The primary conclusion is that the burden of proof required for academics is much higher than traders. This is logical. When formulating and building knowledge in a field, it is important to demand well articulated proof for causal factors. When trying to make money as a trader, it is important to make money as a trader using cutting edge strategies that others have not yet developed (and have not yet proved). As an example that runs more in the favor of academics, the large majority of investments firms that actively manage mutual funds have lost money after accounting for expenses over the past four decades. The literature on actively managed mutual funds is grim, with the consensus being that the strategy is usually unsuccessful. It now seems as though the evidence has grown large condemning active management, slowly leading institutional and individual investors into more passive ETFs and mutual funds. However, it might still take another decade to see if the industry of mutual funds does move away from active management due to the academic conclusion.

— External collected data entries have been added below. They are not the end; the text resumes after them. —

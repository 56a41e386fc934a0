//! Role-based authorization checks
//!
//! Stage 2 of the request gate: given an already-authenticated user, check
//! membership in an allowed role set. Runs after identity resolution, never
//! before.

use crate::domain::{Role, User};
use crate::error::{AppError, Result};

/// Require that the user's role is in the allowed set.
pub fn require_role(user: &User, allowed: &[Role]) -> Result<()> {
    if allowed.contains(&user.role) {
        Ok(())
    } else {
        Err(AppError::Forbidden("You are unauthorized".to_string()))
    }
}
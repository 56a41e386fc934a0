//! Repositories
//!
//! Each entity collection is an independent ordered map behind an async
//! lock. Reads take a snapshot under a read guard; writes replace whole
//! values keyed by id. Concurrent writers to the same id are
//! last-write-wins. Nothing is ever deleted.

pub mod dish;
pub mod menu;
pub mod order;
pub mod restaurant;
pub mod user;

pub use dish::{DishRepository, InMemoryDishRepository};
pub use menu::{InMemoryMenuRepository, MenuRepository};
pub use order::{InMemoryOrderRepository, OrderRepository};
pub use restaurant::{InMemoryRestaurantRepository, RestaurantRepository};
pub use user::{InMemoryUserRepository, UserRepository};
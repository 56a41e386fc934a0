//! Restaurant domain model

use chrono::{DateTime, Utc};
use serde::{Deserialize, Serialize};
use uuid::Uuid;
use validator::Validate;

/// Restaurant entity (public resource, no owner link)
#[derive(Debug, Clone, Serialize)]
pub struct Restaurant {
    pub id: Uuid,
    pub name: String,
    pub address: String,
    pub phone: String,
    pub email: String,
    pub description: String,
    pub created_at: DateTime<Utc>,
    pub updated_at: DateTime<Utc>,
}

/// Input for creating a restaurant
#[derive(Debug, Clone, Deserialize, Validate)]
pub struct CreateRestaurantInput {
    #[validate(length(min = 1, max = 255))]
    pub name: String,
    pub address: String,
    pub phone: String,
    #[validate(email)]
    pub email: String,
    #[serde(default)]
    pub description: String,
}

impl Restaurant {
    pub fn from_input(input: CreateRestaurantInput) -> Self {
        let now = Utc::now();
        Self {
            id: Uuid::new_v4(),
            name: input.name,
            address: input.address,
            phone: input.phone,
            email: input.email,
            description: input.description,
            created_at: now,
            updated_at: now,
        }
    }
}
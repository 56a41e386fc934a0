//! Restaurant handlers

use axum::{
    extract::{Path, State},
    http::StatusCode,
    response::IntoResponse,
    Json,
};
use uuid::Uuid;

use crate::api::SuccessResponse;
use crate::domain::{CreateRestaurantInput, Role};
use crate::error::Result;
use crate::middleware::CurrentUser;
use crate::policy;
use crate::server::AppState;

/// POST /Restaurant
pub async fn create(
    State(state): State<AppState>,
    CurrentUser(user): CurrentUser,
    Json(input): Json<CreateRestaurantInput>,
) -> Result<impl IntoResponse> {
    policy::require_role(&user, &[Role::Admin])?;
    let restaurant = state.restaurant_service.create(input).await?;
    Ok((
        StatusCode::CREATED,
        Json(SuccessResponse::created(restaurant)),
    ))
}

/// GET /Restaurant
pub async fn list(State(state): State<AppState>) -> Result<impl IntoResponse> {
    let restaurants = state.restaurant_service.list().await?;
    Ok(Json(SuccessResponse::ok(restaurants)))
}

/// GET /Restaurant/{id}
pub async fn get(
    State(state): State<AppState>,
    Path(id): Path<Uuid>,
) -> Result<impl IntoResponse> {
    let restaurant = state.restaurant_service.get(id).await?;
    Ok(Json(SuccessResponse::ok(restaurant)))
}
//! Order management
//!
//! Orders snapshot the dish's chef and price at creation time. Reads are
//! role-scoped: customers see their own orders, chefs the orders assigned to
//! them, admins everything.

use std::sync::Arc;

use chrono::Utc;
use uuid::Uuid;

use crate::domain::{CreateOrderInput, Order, OrderStatus, Role, User};
use crate::error::{AppError, Result};
use crate::repository::{DishRepository, OrderRepository};

pub struct OrderService<O: OrderRepository, D: DishRepository> {
    order_repo: Arc<O>,
    dish_repo: Arc<D>,
}

impl<O: OrderRepository, D: DishRepository> OrderService<O, D> {
    pub fn new(order_repo: Arc<O>, dish_repo: Arc<D>) -> Self {
        Self {
            order_repo,
            dish_repo,
        }
    }

    /// Place an order for a dish.
    pub async fn create(
        &self,
        customer: &User,
        dish_id: Uuid,
        input: CreateOrderInput,
    ) -> Result<Order> {
        let dish = self
            .dish_repo
            .find_by_id(dish_id)
            .await?
            .ok_or_else(|| AppError::NotFound("Dish not found".to_string()))?;

        let now = Utc::now();
        let order = Order {
            id: Uuid::new_v4(),
            customer_id: customer.id,
            chef_id: dish.chef_id,
            dish_id: dish.id,
            customizations: input.customizations,
            total_price: dish.price,
            status: OrderStatus::Pending,
            created_at: now,
            updated_at: now,
        };
        self.order_repo.insert(order).await
    }

    /// Transition an order's status. Only forward single-step moves are
    /// valid; Delivered is terminal.
    pub async fn change_status(&self, order_id: Uuid, next: OrderStatus) -> Result<Order> {
        let mut order = self
            .order_repo
            .find_by_id(order_id)
            .await?
            .ok_or_else(|| AppError::NotFound("Order not found".to_string()))?;

        if !order.status.can_transition_to(next) {
            return Err(AppError::Validation(format!(
                "Cannot transition order from {:?} to {:?}",
                order.status, next
            )));
        }

        order.status = next;
        order.updated_at = Utc::now();
        self.order_repo.update(order).await
    }

    /// List orders visible to the caller.
    pub async fn list_for(&self, actor: &User) -> Result<Vec<Order>> {
        match actor.role {
            Role::Admin => self.order_repo.list().await,
            Role::Chef => self.order_repo.list_by_chef(actor.id).await,
            Role::Customer => self.order_repo.list_by_customer(actor.id).await,
        }
    }

    /// Fetch a single order. Permitted for the customer or chef party on the
    /// order, or any admin.
    pub async fn get_for(&self, actor: &User, order_id: Uuid) -> Result<Order> {
        let order = self
            .order_repo
            .find_by_id(order_id)
            .await?
            .ok_or_else(|| AppError::NotFound("Order not found".to_string()))?;

        let permitted = actor.role == Role::Admin
            || order.customer_id == actor.id
            || order.chef_id == actor.id;
        if !permitted {
            return Err(AppError::Forbidden("You are unauthorized".to_string()));
        }

        Ok(order)
    }
}
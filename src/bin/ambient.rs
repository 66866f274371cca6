//! ambient - Ambient RNA contribution estimation CLI
//!
//! Command-line interface for estimating and filtering ambient RNA
//! contamination in pseudo-bulk count matrices.

use ambient_contrib::data::{AmbientProfile, CountMatrix};
use ambient_contrib::error::Result;
use ambient_contrib::estimate::{
    control_anchored_contribution, maximum_contribution, ContributionEstimate, ControlConfig,
    MaximumConfig, Mode, NullDistribution,
};
use ambient_contrib::filter::{filter_ambient_genes, DEFAULT_CONTAMINATION_THRESHOLD};
use clap::{Parser, Subcommand, ValueEnum};
use std::path::PathBuf;

/// CLI-friendly output mode enum
#[derive(Debug, Clone, Copy, ValueEnum)]
enum CliMode {
    /// Fraction of each observed count attributable to ambient RNA
    Proportion,
    /// Expected ambient-derived count
    Count,
}

impl From<CliMode> for Mode {
    fn from(mode: CliMode) -> Self {
        match mode {
            CliMode::Proportion => Mode::Proportion,
            CliMode::Count => Mode::Count,
        }
    }
}

/// Ambient RNA contribution estimation
#[derive(Parser)]
#[command(name = "ambient")]
#[command(author, version, about, long_about = None)]
struct Cli {
    #[command(subcommand)]
    command: Commands,
}

#[derive(Subcommand)]
enum Commands {
    /// Estimate the maximum ambient contribution per gene per sample
    Maximum {
        /// Path to count matrix TSV (genes × samples)
        #[arg(short, long)]
        counts: PathBuf,

        /// Path to ambient profile TSV (matching gene rows)
        #[arg(short, long)]
        ambient: PathBuf,

        /// Path for the estimate TSV output
        #[arg(short, long)]
        output: PathBuf,

        /// P-value threshold for the scaling search
        #[arg(long, default_value_t = 0.05)]
        p_threshold: f64,

        /// Output mode
        #[arg(long, value_enum, default_value = "proportion")]
        mode: CliMode,

        /// Negative binomial dispersion; omit for a Poisson null
        #[arg(long)]
        dispersion: Option<f64>,
    },

    /// Estimate ambient contributions anchored on control genes
    Anchored {
        /// Path to count matrix TSV (genes × samples)
        #[arg(short, long)]
        counts: PathBuf,

        /// Path to ambient profile TSV (matching gene rows)
        #[arg(short, long)]
        ambient: PathBuf,

        /// Path for the estimate TSV output
        #[arg(short, long)]
        output: PathBuf,

        /// Control genes: comma-separated names, or @FILE with one per line
        #[arg(long)]
        controls: String,

        /// Output mode
        #[arg(long, value_enum, default_value = "proportion")]
        mode: CliMode,
    },

    /// Remove ambient-affected genes from a count matrix
    Filter {
        /// Path to count matrix TSV (genes × samples)
        #[arg(short, long)]
        counts: PathBuf,

        /// Path to a proportion-mode estimate TSV
        #[arg(short, long)]
        estimate: PathBuf,

        /// Path for the filtered count matrix TSV
        #[arg(short, long)]
        output: PathBuf,

        /// Mean contamination threshold above which a gene is removed
        #[arg(long, default_value_t = DEFAULT_CONTAMINATION_THRESHOLD)]
        threshold: f64,

        /// Print the filter summary as JSON instead of plain text
        #[arg(long)]
        json: bool,
    },
}

fn main() {
    let cli = Cli::parse();

    let result = match cli.command {
        Commands::Maximum {
            counts,
            ambient,
            output,
            p_threshold,
            mode,
            dispersion,
        } => cmd_maximum(&counts, &ambient, &output, p_threshold, mode, dispersion),

        Commands::Anchored {
            counts,
            ambient,
            output,
            controls,
            mode,
        } => cmd_anchored(&counts, &ambient, &output, &controls, mode),

        Commands::Filter {
            counts,
            estimate,
            output,
            threshold,
            json,
        } => cmd_filter(&counts, &estimate, &output, threshold, json),
    };

    if let Err(e) = result {
        eprintln!("Error: {}", e);
        std::process::exit(1);
    }
}

fn load_inputs(
    counts_path: &PathBuf,
    ambient_path: &PathBuf,
) -> Result<(CountMatrix, AmbientProfile)> {
    eprintln!("Loading data...");
    let counts = CountMatrix::from_tsv(counts_path)?;
    let ambient = AmbientProfile::from_tsv(ambient_path)?;
    eprintln!(
        "Loaded {} genes x {} samples",
        counts.n_genes(),
        counts.n_samples()
    );
    Ok((counts, ambient))
}

fn report_lambda(estimate: &ContributionEstimate) {
    for (sample, lambda) in estimate.sample_ids().iter().zip(estimate.lambda()) {
        if lambda.is_nan() {
            eprintln!("  {}: scaling undefined (no usable ambient signal)", sample);
        } else {
            eprintln!("  {}: scaling {:.4}", sample, lambda);
        }
    }
}

/// Estimate maximum ambient contributions
fn cmd_maximum(
    counts_path: &PathBuf,
    ambient_path: &PathBuf,
    output_path: &PathBuf,
    p_threshold: f64,
    mode: CliMode,
    dispersion: Option<f64>,
) -> Result<()> {
    let (counts, ambient) = load_inputs(counts_path, ambient_path)?;

    let config = MaximumConfig {
        p_threshold,
        null: match dispersion {
            Some(dispersion) => NullDistribution::NegativeBinomial { dispersion },
            None => NullDistribution::Poisson,
        },
        mode: mode.into(),
        ..Default::default()
    };

    eprintln!("Estimating maximum ambient contributions...");
    let estimate = maximum_contribution(&counts, &ambient, &config)?;
    report_lambda(&estimate);

    eprintln!("Writing estimates to {:?}...", output_path);
    estimate.to_tsv(output_path)?;
    Ok(())
}

/// Estimate control-anchored ambient contributions
fn cmd_anchored(
    counts_path: &PathBuf,
    ambient_path: &PathBuf,
    output_path: &PathBuf,
    controls: &str,
    mode: CliMode,
) -> Result<()> {
    let (counts, ambient) = load_inputs(counts_path, ambient_path)?;

    let control_genes = parse_controls(controls)?;
    eprintln!("Using {} control genes", control_genes.len());

    let config = ControlConfig { mode: mode.into() };
    let estimate = control_anchored_contribution(&counts, &ambient, &control_genes, &config)?;
    report_lambda(&estimate);

    eprintln!("Writing estimates to {:?}...", output_path);
    estimate.to_tsv(output_path)?;
    Ok(())
}

/// Filter ambient-affected genes out of a count matrix
fn cmd_filter(
    counts_path: &PathBuf,
    estimate_path: &PathBuf,
    output_path: &PathBuf,
    threshold: f64,
    json: bool,
) -> Result<()> {
    eprintln!("Loading data...");
    let counts = CountMatrix::from_tsv(counts_path)?;
    let estimate = ContributionEstimate::from_tsv(estimate_path, Mode::Proportion)?;

    let (filtered, result) = filter_ambient_genes(&counts, &estimate, threshold)?;

    eprintln!("Writing filtered counts to {:?}...", output_path);
    filtered.to_tsv(output_path)?;

    if json {
        println!("{}", serde_json::to_string_pretty(&result)?);
    } else {
        println!("{}", result);
    }
    Ok(())
}

/// Parse a control gene specification: comma-separated names or @FILE.
fn parse_controls(spec: &str) -> Result<Vec<String>> {
    let genes: Vec<String> = if let Some(path) = spec.strip_prefix('@') {
        std::fs::read_to_string(path)?
            .lines()
            .map(|l| l.trim().to_string())
            .filter(|l| !l.is_empty())
            .collect()
    } else {
        spec.split(',')
            .map(|s| s.trim().to_string())
            .filter(|s| !s.is_empty())
            .collect()
    };
    Ok(genes)
}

For a young professional or student, it is important to remain open to both sides of the debate. For the first couple years I studied finance I was enamored by the efficient market hypothesis. I thought it was such a beautiful and wonderful theory, and argued against those who thought they could beat the market. I have also had other friends who believed in active trading and technical analysis could lead to easy money. A more reasonable framework demands consideration of both sides. It is important to build a foundation with the academic literature to understand the empirics and theory behind financial markets. However, the academy does not teach students about the financial industry, which is incredibly complicated and often diverges from what is taught in finance courses. It is important to understand where the debate is located. My personal advice is to rely more heavily on the academic literature, while accepting that the world is too large and complex for there to be a research paper that tests every phenomenon from every different perspective. Most importantly though, be skeptical. If you believe there is an inefficiency or predictability in the market you are taking the stand that you see something everyone else is missing.
Thank you for reading, my posts have been less frequent due to a particularly large project I am working on for this blog. In case you were worried.
Side note: Research alluded to available upon request.